# Ash trees



## Nari (28 August 2010)

Does anyone know if these have any medical purpose? I'm fairly sure they aren't poisonous -  I hope I'm not wrong! Both of mine are very keen on hoovering up any fallen leaves & attacking the ash tree they go past on the way to the field, in fact if the welsh cob is given the chance he'll do a very small rear to grab a leafy branch to munch on. I just wondered if there was some reason for their interest, or whether it's simply that it's plentiful greenery.


----------



## Rose Folly (28 August 2010)

They're fine, so far as I know. We have ash and willow trees in our fields and the horses love them - and do the same little rear as you describe to pull the branches down. I don't know the medicinal properties, if any, of ash, but the willow has aspirin in it, and the horses always doctor themselves on it if they're feeling achy or not quite right - and so much cheaper than the vet!!


----------



## marmalade76 (29 August 2010)

My ponies love ash leaves too.


----------



## Enfys (29 August 2010)

Taken from: http://www.controverscial.com/Ash.htm

"_The bark is astringent and together with its leaves has medicinal uses, which fetch prices worthy of the labour it takes to collect it.  The bark is collected from the trunk and the root with the latter being preferred.  It contains the bitter glucoside Fraxin, the bitter substance Fraxetin, tannin, quercetin, mannite, a little volatile oil, gum and malic acid.  _"

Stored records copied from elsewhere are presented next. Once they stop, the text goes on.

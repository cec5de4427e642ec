use std::sync::Mutex;

use crate::entry::IndexEntry;
use crate::error::IndexResult;
use crate::traits::StagingArea;

/// `Vec`-backed staging area for tests and embedding.
#[derive(Debug, Default)]
pub struct InMemoryIndex {
    entries: Mutex<Vec<IndexEntry>>,
}

impl InMemoryIndex {
    pub fn new() -> Self {
        Self::default()
    }
}

impl StagingArea for InMemoryIndex {
    fn append(&self, entry: IndexEntry) -> IndexResult<()> {
        self.entries.lock().expect("lock poisoned").push(entry);
        Ok(())
    }

    fn read_all(&self) -> IndexResult<Vec<IndexEntry>> {
        Ok(self.entries.lock().expect("lock poisoned").clone())
    }

    fn clear(&self) -> IndexResult<()> {
        self.entries.lock().expect("lock poisoned").clear();
        Ok(())
    }
}
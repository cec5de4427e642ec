//! Staging index for Vexis.
//!
//! The index is an ordered list of `(path, digest)` entries recording which
//! file contents are queued for the next commit. `add` appends to it, and
//! `commit` snapshots it into the commit record and then clears it.
//!
//! Entries are never deduplicated: staging the same path twice before a
//! commit leaves two entries, in insertion order.
//!
//! # Key Types
//!
//! - [`IndexEntry`] -- A staged `(path, hash)` pair
//! - [`StagingArea`] -- Append/read/clear interface
//! - [`FsIndex`] -- JSON file backend
//! - [`InMemoryIndex`] -- `Vec`-backed store for tests

pub mod entry;
pub mod error;
pub mod fs;
pub mod memory;
pub mod traits;

pub use entry::IndexEntry;
pub use error::{IndexError, IndexResult};
pub use fs::FsIndex;
pub use memory::InMemoryIndex;
pub use traits::StagingArea;
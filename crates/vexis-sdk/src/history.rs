//! Lazy traversal of the parent-linked commit chain.

use std::collections::HashSet;

use vexis_index::IndexEntry;
use vexis_store::ObjectStore;
use vexis_types::ObjectId;

use crate::commit::Commit;
use crate::error::{SdkError, SdkResult};

/// Load and decode the commit stored under `id`.
pub(crate) fn load_commit(store: &dyn ObjectStore, id: &ObjectId) -> SdkResult<Commit> {
    let data = store
        .read(id)?
        .ok_or_else(|| SdkError::CommitNotFound(id.to_hex()))?;
    Commit::from_bytes(id, &data)
}

/// Iterator over commits from a starting digest back to the root.
///
/// Each step loads one record from the store. The first error (missing
/// object, undecodable record, or a digest seen twice) is yielded and ends
/// the walk.
pub struct History<'a> {
    store: &'a dyn ObjectStore,
    next: Option<ObjectId>,
    seen: HashSet<ObjectId>,
}

impl<'a> History<'a> {
    /// Walk from `start`; `None` yields nothing.
    pub fn new(store: &'a dyn ObjectStore, start: Option<ObjectId>) -> Self {
        Self {
            store,
            next: start,
            seen: HashSet::new(),
        }
    }
}

impl Iterator for History<'_> {
    type Item = SdkResult<(ObjectId, Commit)>;

    fn next(&mut self) -> Option<Self::Item> {
        let id = self.next.take()?;

        if !self.seen.insert(id) {
            return Some(Err(SdkError::CycleDetected(id)));
        }

        match load_commit(self.store, &id) {
            Ok(commit) => {
                self.next = commit.parent;
                Some(Ok((id, commit)))
            }
            Err(e) => Some(Err(e)),
        }
    }
}

/// First entry for `path` in `commit`, if the file was part of it.
pub fn find_file_in_commit<'c>(commit: &'c Commit, path: &str) -> Option<&'c IndexEntry> {
    commit.find_file(path)
}
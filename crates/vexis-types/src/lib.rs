//! Foundation types for Vexis.
//!
//! Every other Vexis crate depends on `vexis-types` for the digest type that
//! names stored objects.
//!
//! # Key Types
//!
//! - [`ObjectId`] -- Content-addressed identifier (BLAKE3 digest)
//! - [`TypeError`] -- Parse failures for identifiers

pub mod error;
pub mod object;

pub use error::TypeError;
pub use object::ObjectId;
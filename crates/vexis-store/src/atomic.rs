use std::io::{self, Write};
use std::path::Path;

use tempfile::NamedTempFile;

/// Replace `target` with `data` via a temp file in the same directory.
///
/// The temp file is fsynced and then renamed over the target, so readers see
/// either the old content or the new content, never a torn write.
pub fn atomic_write(target: &Path, data: &[u8]) -> io::Result<()> {
    let dir = match target.parent() {
        Some(parent) if !parent.as_os_str().is_empty() => parent,
        _ => Path::new("."),
    };

    let mut tmp = NamedTempFile::new_in(dir)?;
    tmp.write_all(data)?;
    tmp.as_file().sync_all()?;
    tmp.persist(target).map_err(|e| e.error)?;
    Ok(())
}
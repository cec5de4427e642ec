use std::fs;
use std::io::ErrorKind;
use std::path::{Path, PathBuf};

use tracing::debug;
use vexis_store::atomic_write;

use crate::entry::IndexEntry;
use crate::error::{IndexError, IndexResult};
use crate::traits::StagingArea;

/// Staging area persisted as a JSON array in a single file.
///
/// A missing or zero-length file reads as an empty index.
#[derive(Debug, Clone)]
pub struct FsIndex {
    path: PathBuf,
}

impl FsIndex {
    pub fn new(path: impl Into<PathBuf>) -> Self {
        Self { path: path.into() }
    }

    pub fn path(&self) -> &Path {
        &self.path
    }

    fn save(&self, entries: &[IndexEntry]) -> IndexResult<()> {
        let data =
            serde_json::to_vec(entries).map_err(|e| IndexError::Serialization(e.to_string()))?;
        atomic_write(&self.path, &data)?;
        Ok(())
    }
}

impl StagingArea for FsIndex {
    fn append(&self, entry: IndexEntry) -> IndexResult<()> {
        let mut entries = self.read_all()?;
        debug!(path = %entry.path, hash = %entry.hash.short_hex(), "staging entry");
        entries.push(entry);
        self.save(&entries)
    }

    fn read_all(&self) -> IndexResult<Vec<IndexEntry>> {
        let data = match fs::read(&self.path) {
            Ok(data) => data,
            Err(e) if e.kind() == ErrorKind::NotFound => return Ok(Vec::new()),
            Err(e) => return Err(e.into()),
        };
        if data.iter().all(u8::is_ascii_whitespace) {
            return Ok(Vec::new());
        }
        serde_json::from_slice(&data).map_err(|e| IndexError::Corrupt(e.to_string()))
    }

    fn clear(&self) -> IndexResult<()> {
        self.save(&[])?;
        debug!("index cleared");
        Ok(())
    }
}

#[cfg(test)]
mod tests {
    use super::*;
    use vexis_types::ObjectId;

    fn temp_index() -> (tempfile::TempDir, FsIndex) {
        let dir = tempfile::tempdir().unwrap();
        let idx = FsIndex::new(dir.path().join("index"));
        (dir, idx)
    }

    fn entry(path: &str, seed: u8) -> IndexEntry {
        IndexEntry::new(path, ObjectId::from_hash([seed; 32]))
    }

    #[test]
    fn missing_file_reads_empty() {
        let (_dir, idx) = temp_index();
        assert!(idx.read_all().unwrap().is_empty());
    }

    #[test]
    fn append_grows_by_one_each_time() {
        let (_dir, idx) = temp_index();
        idx.append(entry("a.txt", 1)).unwrap();
        assert_eq!(idx.len().unwrap(), 1);
        idx.append(entry("a.txt", 1)).unwrap();
        assert_eq!(idx.len().unwrap(), 2);
        idx.append(entry("b.txt", 2)).unwrap();
        assert_eq!(idx.len().unwrap(), 3);
    }

    #[test]
    fn preserves_insertion_order() {
        let (_dir, idx) = temp_index();
        idx.append(entry("z.txt", 1)).unwrap();
        idx.append(entry("a.txt", 2)).unwrap();
        let paths: Vec<_> = idx.read_all().unwrap().into_iter().map(|e| e.path).collect();
        assert_eq!(paths, vec!["z.txt", "a.txt"]);
    }

    #[test]
    fn clear_writes_empty_array() {
        let (_dir, idx) = temp_index();
        idx.append(entry("a.txt", 1)).unwrap();
        idx.clear().unwrap();
        assert!(idx.read_all().unwrap().is_empty());
        assert_eq!(fs::read_to_string(idx.path()).unwrap(), "[]");
    }

    #[test]
    fn reads_file_written_by_hand() {
        let (_dir, idx) = temp_index();
        let id = ObjectId::from_hash([5; 32]);
        fs::write(
            idx.path(),
            format!(r#"[{{"path":"notes.md","hash":"{}"}}]"#, id.to_hex()),
        )
        .unwrap();
        assert_eq!(idx.read_all().unwrap(), vec![IndexEntry::new("notes.md", id)]);
    }

    #[test]
    fn malformed_file_is_corrupt() {
        let (_dir, idx) = temp_index();
        fs::write(idx.path(), "{not json").unwrap();
        assert!(matches!(idx.read_all(), Err(IndexError::Corrupt(_))));
        assert!(matches!(idx.append(entry("a", 1)), Err(IndexError::Corrupt(_))));
    }
}
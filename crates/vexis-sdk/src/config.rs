use std::fs;
use std::io::ErrorKind;
use std::path::{Path, PathBuf};

use serde::{Deserialize, Serialize};
use tracing::debug;

use crate::error::{SdkError, SdkResult};

/// Name of the metadata directory created under the repository root.
pub const DEFAULT_DIR_NAME: &str = ".vexis";

/// Name of the optional settings file inside the metadata directory.
pub const CONFIG_FILE_NAME: &str = "config.toml";

/// Where a repository lives and how it is opened.
///
/// The persisted layout under `<root>/<dir_name>` is:
///
/// ```text
/// objects/   one file per object, named by hex digest
/// HEAD       tip commit digest, or empty
/// index      JSON array of staged {path, hash} entries
/// ```
#[derive(Clone, Debug, PartialEq, Eq, Serialize, Deserialize)]
#[serde(default)]
pub struct RepoConfig {
    pub root: PathBuf,
    pub dir_name: String,
    /// Re-hash objects on read and reject content that does not match.
    pub verify_on_read: bool,
}

impl Default for RepoConfig {
    fn default() -> Self {
        Self {
            root: PathBuf::from("."),
            dir_name: DEFAULT_DIR_NAME.to_string(),
            verify_on_read: true,
        }
    }
}

/// Settings that may be overridden from `config.toml`.
#[derive(Debug, Default, Deserialize)]
#[serde(deny_unknown_fields)]
struct FileConfig {
    verify_on_read: Option<bool>,
}

impl RepoConfig {
    /// Defaults rooted at `root`.
    pub fn new(root: impl Into<PathBuf>) -> Self {
        Self {
            root: root.into(),
            ..Self::default()
        }
    }

    /// Defaults rooted at `root`, overridden by `config.toml` if present.
    pub fn load(root: impl Into<PathBuf>) -> SdkResult<Self> {
        let mut config = Self::new(root);
        let path = config.config_path();

        let text = match fs::read_to_string(&path) {
            Ok(text) => text,
            Err(e) if e.kind() == ErrorKind::NotFound => return Ok(config),
            Err(e) => return Err(e.into()),
        };

        let file: FileConfig = toml::from_str(&text)
            .map_err(|e| SdkError::Config(format!("{}: {e}", path.display())))?;
        if let Some(verify) = file.verify_on_read {
            config.verify_on_read = verify;
        }
        debug!(path = %path.display(), "loaded repository config");
        Ok(config)
    }

    pub fn meta_dir(&self) -> PathBuf {
        self.root.join(&self.dir_name)
    }

    pub fn objects_dir(&self) -> PathBuf {
        self.meta_dir().join("objects")
    }

    pub fn head_path(&self) -> PathBuf {
        self.meta_dir().join("HEAD")
    }

    pub fn index_path(&self) -> PathBuf {
        self.meta_dir().join("index")
    }

    pub fn config_path(&self) -> PathBuf {
        self.meta_dir().join(CONFIG_FILE_NAME)
    }

    /// Returns `true` if `path` names the metadata directory.
    pub fn is_meta_dir(&self, path: &Path) -> bool {
        path.file_name().is_some_and(|name| name == self.dir_name.as_str())
    }
}

#[cfg(test)]
mod tests {
    use super::*;

    #[test]
    fn default_layout() {
        let c = RepoConfig::new("/repo");
        assert_eq!(c.meta_dir(), PathBuf::from("/repo/.vexis"));
        assert_eq!(c.objects_dir(), PathBuf::from("/repo/.vexis/objects"));
        assert_eq!(c.head_path(), PathBuf::from("/repo/.vexis/HEAD"));
        assert_eq!(c.index_path(), PathBuf::from("/repo/.vexis/index"));
        assert!(c.verify_on_read);
    }

    #[test]
    fn load_without_file_uses_defaults() {
        let dir = tempfile::tempdir().unwrap();
        let c = RepoConfig::load(dir.path()).unwrap();
        assert_eq!(c, RepoConfig::new(dir.path()));
    }

    #[test]
    fn load_reads_overrides() {
        let dir = tempfile::tempdir().unwrap();
        let meta = dir.path().join(DEFAULT_DIR_NAME);
        fs::create_dir_all(&meta).unwrap();
        fs::write(meta.join(CONFIG_FILE_NAME), "verify_on_read = false\n").unwrap();

        let c = RepoConfig::load(dir.path()).unwrap();
        assert!(!c.verify_on_read);
    }

    #[test]
    fn load_rejects_unknown_keys() {
        let dir = tempfile::tempdir().unwrap();
        let meta = dir.path().join(DEFAULT_DIR_NAME);
        fs::create_dir_all(&meta).unwrap();
        fs::write(meta.join(CONFIG_FILE_NAME), "compression = true\n").unwrap();

        assert!(matches!(RepoConfig::load(dir.path()), Err(SdkError::Config(_))));
    }

    #[test]
    fn recognizes_meta_dir() {
        let c = RepoConfig::default();
        assert!(c.is_meta_dir(Path::new("some/where/.vexis")));
        assert!(!c.is_meta_dir(Path::new("some/where/src")));
    }
}
use crate::entry::IndexEntry;
use crate::error::IndexResult;

/// The staging area between `add` and `commit`.
///
/// The persisted sequence is read, changed in memory, and rewritten whole.
/// There is no locking: a single writer is assumed.
pub trait StagingArea: Send + Sync {
    /// Append one entry. Prior entries for the same path are kept.
    fn append(&self, entry: IndexEntry) -> IndexResult<()>;

    /// All entries in insertion order.
    fn read_all(&self) -> IndexResult<Vec<IndexEntry>>;

    /// Replace the sequence with an empty one.
    fn clear(&self) -> IndexResult<()>;

    /// Number of staged entries.
    fn len(&self) -> IndexResult<usize> {
        Ok(self.read_all()?.len())
    }

    /// Returns `true` if nothing is staged.
    fn is_empty(&self) -> IndexResult<bool> {
        Ok(self.len()? == 0)
    }
}
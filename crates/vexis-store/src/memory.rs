use std::collections::HashMap;
use std::sync::RwLock;

use vexis_crypto::ContentHasher;
use vexis_types::ObjectId;

use crate::error::StoreResult;
use crate::traits::ObjectStore;

/// In-memory, HashMap-based object store.
///
/// Intended for tests and embedding. All objects are held in memory behind a
/// `RwLock`. Objects are cloned on read/write.
pub struct InMemoryObjectStore {
    objects: RwLock<HashMap<ObjectId, Vec<u8>>>,
}

impl InMemoryObjectStore {
    /// Create a new empty in-memory store.
    pub fn new() -> Self {
        Self {
            objects: RwLock::new(HashMap::new()),
        }
    }

    /// Number of objects currently stored.
    pub fn len(&self) -> usize {
        self.objects.read().expect("lock poisoned").len()
    }

    /// Returns `true` if the store is empty.
    pub fn is_empty(&self) -> bool {
        self.objects.read().expect("lock poisoned").is_empty()
    }

    /// Replace the bytes stored under `id` without re-hashing.
    ///
    /// Only useful for simulating on-disk corruption in tests.
    #[cfg(any(test, feature = "test-support"))]
    pub fn overwrite_raw(&self, id: ObjectId, data: Vec<u8>) {
        self.objects.write().expect("lock poisoned").insert(id, data);
    }
}

impl Default for InMemoryObjectStore {
    fn default() -> Self {
        Self::new()
    }
}

impl ObjectStore for InMemoryObjectStore {
    fn read(&self, id: &ObjectId) -> StoreResult<Option<Vec<u8>>> {
        let map = self.objects.read().expect("lock poisoned");
        Ok(map.get(id).cloned())
    }

    fn write(&self, data: &[u8]) -> StoreResult<ObjectId> {
        let id = ContentHasher::hash(data);
        let mut map = self.objects.write().expect("lock poisoned");
        map.entry(id).or_insert_with(|| data.to_vec());
        Ok(id)
    }

    fn exists(&self, id: &ObjectId) -> StoreResult<bool> {
        let map = self.objects.read().expect("lock poisoned");
        Ok(map.contains_key(id))
    }
}

impl std::fmt::Debug for InMemoryObjectStore {
    fn fmt(&self, f: &mut std::fmt::Formatter<'_>) -> std::fmt::Result {
        f.debug_struct("InMemoryObjectStore")
            .field("object_count", &self.len())
            .finish()
    }
}

#[cfg(test)]
mod tests {
    use super::*;
    use crate::error::StoreError;
    use proptest::prelude::*;

    #[test]
    fn write_and_read() {
        let store = InMemoryObjectStore::new();
        let id = store.write(b"hello world").unwrap();
        assert_eq!(store.read(&id).unwrap().unwrap(), b"hello world");
    }

    #[test]
    fn duplicate_write_is_idempotent() {
        let store = InMemoryObjectStore::new();
        let id1 = store.write(b"same").unwrap();
        let id2 = store.write(b"same").unwrap();
        assert_eq!(id1, id2);
        assert_eq!(store.len(), 1);
    }

    #[test]
    fn missing_object_reads_none() {
        let store = InMemoryObjectStore::new();
        let id = ContentHasher::hash(b"never written");
        assert!(store.read(&id).unwrap().is_none());
        assert!(!store.exists(&id).unwrap());
    }

    #[test]
    fn get_missing_is_not_found() {
        let store = InMemoryObjectStore::new();
        let id = ContentHasher::hash(b"never written");
        assert!(matches!(store.get(&id), Err(StoreError::NotFound(x)) if x == id));
    }

    #[test]
    fn empty_content_is_storable() {
        let store = InMemoryObjectStore::new();
        let id = store.write(b"").unwrap();
        assert_eq!(store.get(&id).unwrap(), Vec::<u8>::new());
    }

    proptest! {
        #[test]
        fn get_returns_what_was_put(content in proptest::collection::vec(any::<u8>(), 0..512)) {
            let store = InMemoryObjectStore::new();
            let first = store.write(&content).unwrap();
            let second = store.write(&content).unwrap();
            prop_assert_eq!(first, second);
            prop_assert_eq!(store.get(&first).unwrap(), content);
        }
    }
}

"_The leaves have diuretic, diaphoretic and purgative properties and are employed in modern herbal medicine for their laxative action, especially in the treatment of gouty and rheumatic complaints proving a useful substitute for Sienna, having a less griping effect.   _"

So, no, not poisonous, but from this I gather they may have a laxative effect taken in sufficient quantity!


----------



## amandap (29 August 2010)

Interesting link enfys, thanks.


----------



## Nari (29 August 2010)

Thanks enfys, that's interesting. Thank goodness the tree isn't in the field, mucking out could be "fun" if it was!


----------